Under United States Patent Law, a patent is invalid if “the invention was . . . in public use or on sale in this country” more than one year prior to the date the patent application is filed. “Whether a patent is invalid for public use or sale is a question of law, reviewed de novo, based on underlying facts, reviewed for substantial evidence following a jury verdict.” At trial, the jury found that Facebook had literally infringed each and every element of at least one claim of the ‘761 patent. Further, the jury found that the ‘761 patent was not invalid in light of the prior art asserted by Facebook.
However, Leader did not win the case. The jury went on to find that the ‘761 patent was invalid because it was offered for sale and in public use more than one year prior to the filing of the application underlying the ‘761 patent.
At this point, it is fair to wonder how the jury reached such a conclusion because the earliest public use or offer for sale was January 2002 and the provisional application, used as a priority document for the non-provisional application, was filed December 11, 2002. The time span between the earliest public use or offer for sale and the provisional filing date is not more than a year. The reason for this apparent contradiction is that the jury found that the provisional patent application did not fully disclose each and every element of the infringed claims of the ‘761 patent. Therefore, Leader could not rely on the provisional filing date for priority and the actual filing date became December 10, 2003. The time between January 2002 and December 10, 2003, is more than a year resulting in the ‘761 patent being held invalid.

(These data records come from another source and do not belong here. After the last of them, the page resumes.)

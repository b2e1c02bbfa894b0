//! Upload orchestration: stage, classify, optimize, derive key, store, persist.
//!
//! Each run is fail-fast. Staged files belong to the run and are released on
//! every exit path. The object upload is the commit point; a metadata failure
//! after it leaves an orphaned object, which is logged and counted.

use crate::assets::{AssetRepository, MediaAsset};
use crate::classifier::AspectClassifier;
use crate::config::Config;
use crate::error::{Error, Result};
use crate::keys::{KeyDeriver, OsRandom, RandomSource};
use crate::locator::Locator;
use crate::media_tools::MediaTools;
use crate::object_store::ObjectStore;
use crate::optimizer::StreamOptimizer;
use crate::signer::UrlSigner;
use crate::staging::StagingArea;
use std::future::Future;
use std::sync::Arc;
use std::time::Instant;
use tokio::io::AsyncRead;
use tokio_util::sync::CancellationToken;
use tracing::{debug, error, info, instrument, warn};
use uuid::Uuid;

/// The only accepted upload media type
pub const VIDEO_CONTENT_TYPE: &str = "video/mp4";

/// One inbound video upload
pub struct UploadRequest<R> {
    pub asset_id: Uuid,
    /// Authenticated caller
    pub user_id: Uuid,
    /// Declared media type, parameters allowed
    pub content_type: String,
    pub reader: R,
}

pub struct VideoPipeline {
    staging: StagingArea,
    classifier: AspectClassifier,
    optimizer: StreamOptimizer,
    keys: KeyDeriver<Box<dyn RandomSource>>,
    store: Arc<dyn ObjectStore>,
    assets: Arc<dyn AssetRepository>,
    signer: UrlSigner,
    bucket: String,
}

impl VideoPipeline {
    pub fn new(
        config: &Config,
        tools: Arc<dyn MediaTools>,
        store: Arc<dyn ObjectStore>,
        assets: Arc<dyn AssetRepository>,
    ) -> Self {
        Self {
            staging: StagingArea::new(config.staging_dir(), config.media.max_upload_bytes),
            classifier: AspectClassifier::new(tools.clone(), config.classification),
            optimizer: StreamOptimizer::new(tools),
            keys: KeyDeriver::with_source(Box::new(OsRandom)),
            signer: UrlSigner::new(store.clone(), config.presigned_url_expiry()),
            store,
            assets,
            bucket: config.s3.bucket.clone(),
        }
    }

    /// Replace the key randomness source
    pub fn with_random_source(mut self, random: impl RandomSource + 'static) -> Self {
        self.keys = KeyDeriver::with_source(Box::new(random));
        self
    }

    /// Process and store a video for an existing asset, returning the asset
    /// with a signed playback URL.
    pub async fn upload_video<R>(
        &self,
        request: UploadRequest<R>,
        cancel: &CancellationToken,
    ) -> Result<MediaAsset>
    where
        R: AsyncRead + Unpin + Send,
    {
        let run_id = Uuid::new_v4();
        let result = self.run_upload(run_id, request, cancel).await;

        match &result {
            Ok(_) => metrics::counter!("clipstore.uploads.succeeded").increment(1),
            Err(e) => {
                metrics::counter!("clipstore.uploads.failed", "reason" => e.kind()).increment(1);
                warn!(run_id = %run_id, error = %e, reason = e.kind(), "Upload failed");
            }
        }

        result
    }

    #[instrument(
        skip(self, request, cancel),
        fields(run_id = %run_id, asset_id = %request.asset_id, user_id = %request.user_id)
    )]
    async fn run_upload<R>(
        &self,
        run_id: Uuid,
        request: UploadRequest<R>,
        cancel: &CancellationToken,
    ) -> Result<MediaAsset>
    where
        R: AsyncRead + Unpin + Send,
    {
        validate_content_type(&request.content_type)?;

        let mut asset = self
            .assets
            .get_asset(request.asset_id)
            .await?
            .ok_or(Error::NotFound(request.asset_id))?;

        if asset.user_id != request.user_id {
            return Err(Error::Forbidden {
                asset_id: asset.id,
                user_id: request.user_id,
            });
        }

        let input = timed("stage", self.staging.stage(run_id, request.reader)).await?;
        let classification =
            timed("classify", self.classifier.classify(input.path(), cancel)).await?;
        let optimized = timed("optimize", self.optimizer.optimize(&input, cancel)).await?;
        if let Err(e) = input.release() {
            debug!(error = %e, "Upload input not released, continuing");
        }

        let key = self.keys.derive_key(Some(classification));
        timed("upload", async {
            self.store
                .put_object(&self.bucket, &key, optimized.path(), VIDEO_CONTENT_TYPE)
                .await
                .map_err(Error::from)
        })
        .await?;
        if let Err(e) = optimized.release() {
            debug!(error = %e, "Remuxed output not released, continuing");
        }

        let locator = Locator::new(self.bucket.as_str(), key);
        asset.video_url = Some(locator.encode());

        if let Err(e) = self.assets.update_asset(&asset).await {
            metrics::counter!("clipstore.objects.orphaned").increment(1);
            error!(
                bucket = %locator.bucket,
                key = %locator.key,
                error = %e,
                "Object stored but asset update failed, object is orphaned"
            );
            return Err(match e {
                Error::Persistence(_) => e,
                other => Error::Persistence(other.to_string()),
            });
        }

        info!(
            classification = %classification,
            bucket = %locator.bucket,
            key = %locator.key,
            "Video stored"
        );

        self.signer.sign_asset(asset).await
    }
}

/// Accept `video/mp4` with any parameters
pub fn validate_content_type(raw: &str) -> Result<()> {
    let parsed: mime::Mime = raw
        .parse()
        .map_err(|e| Error::Validation(format!("invalid content type {raw:?}: {e}")))?;

    if !parsed.essence_str().eq_ignore_ascii_case(VIDEO_CONTENT_TYPE) {
        return Err(Error::Validation(format!(
            "unsupported content type {:?}, expected {VIDEO_CONTENT_TYPE}",
            parsed.essence_str()
        )));
    }
    Ok(())
}

async fn timed<T, F>(stage: &'static str, fut: F) -> Result<T>
where
    F: Future<Output = Result<T>>,
{
    let started = Instant::now();
    let result = fut.await;
    metrics::histogram!("clipstore.stage.duration_seconds", "stage" => stage)
        .record(started.elapsed().as_secs_f64());
    result
}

What is unfortunate for Leader is that if the invention was offered for sale and in public use between January and December of 2002, there should have been sufficient technical details available so the provisional application would have had sufficient technical disclosure to operate as a priority document. It should be obvious from the Leader v. Facebook case that provisional applications should not be taken lightly and should be prepared by an experienced patent attorney or patent agent. Meeting the requirements of Section 112 can prove critical to future efforts to enforce an issued patent. As experienced by Leader, “saving money” on a provisional application can, in fact, have a very high price.
 Alcon Research Ltd. v. Barr Labs., Inc., 745 F.3d 1180, 1190 (Fed. Cir. 2014)
 Ariad Pharm., Inc. v. Eli Lilly & Co., 598 F.3d 1336, 1351 (Fed. Cir. 2010)
 Leader Technologies, Inc. v. Facebook, Inc. 678 F.3d 1300 (Fed. Cir. 2012).
 35 U.S.C. §102(b).
 Id. citing Adenta GmbH v. OrthoArm, Inc., 501 F.3d 1364, 1369 (Fed.Cir.2007).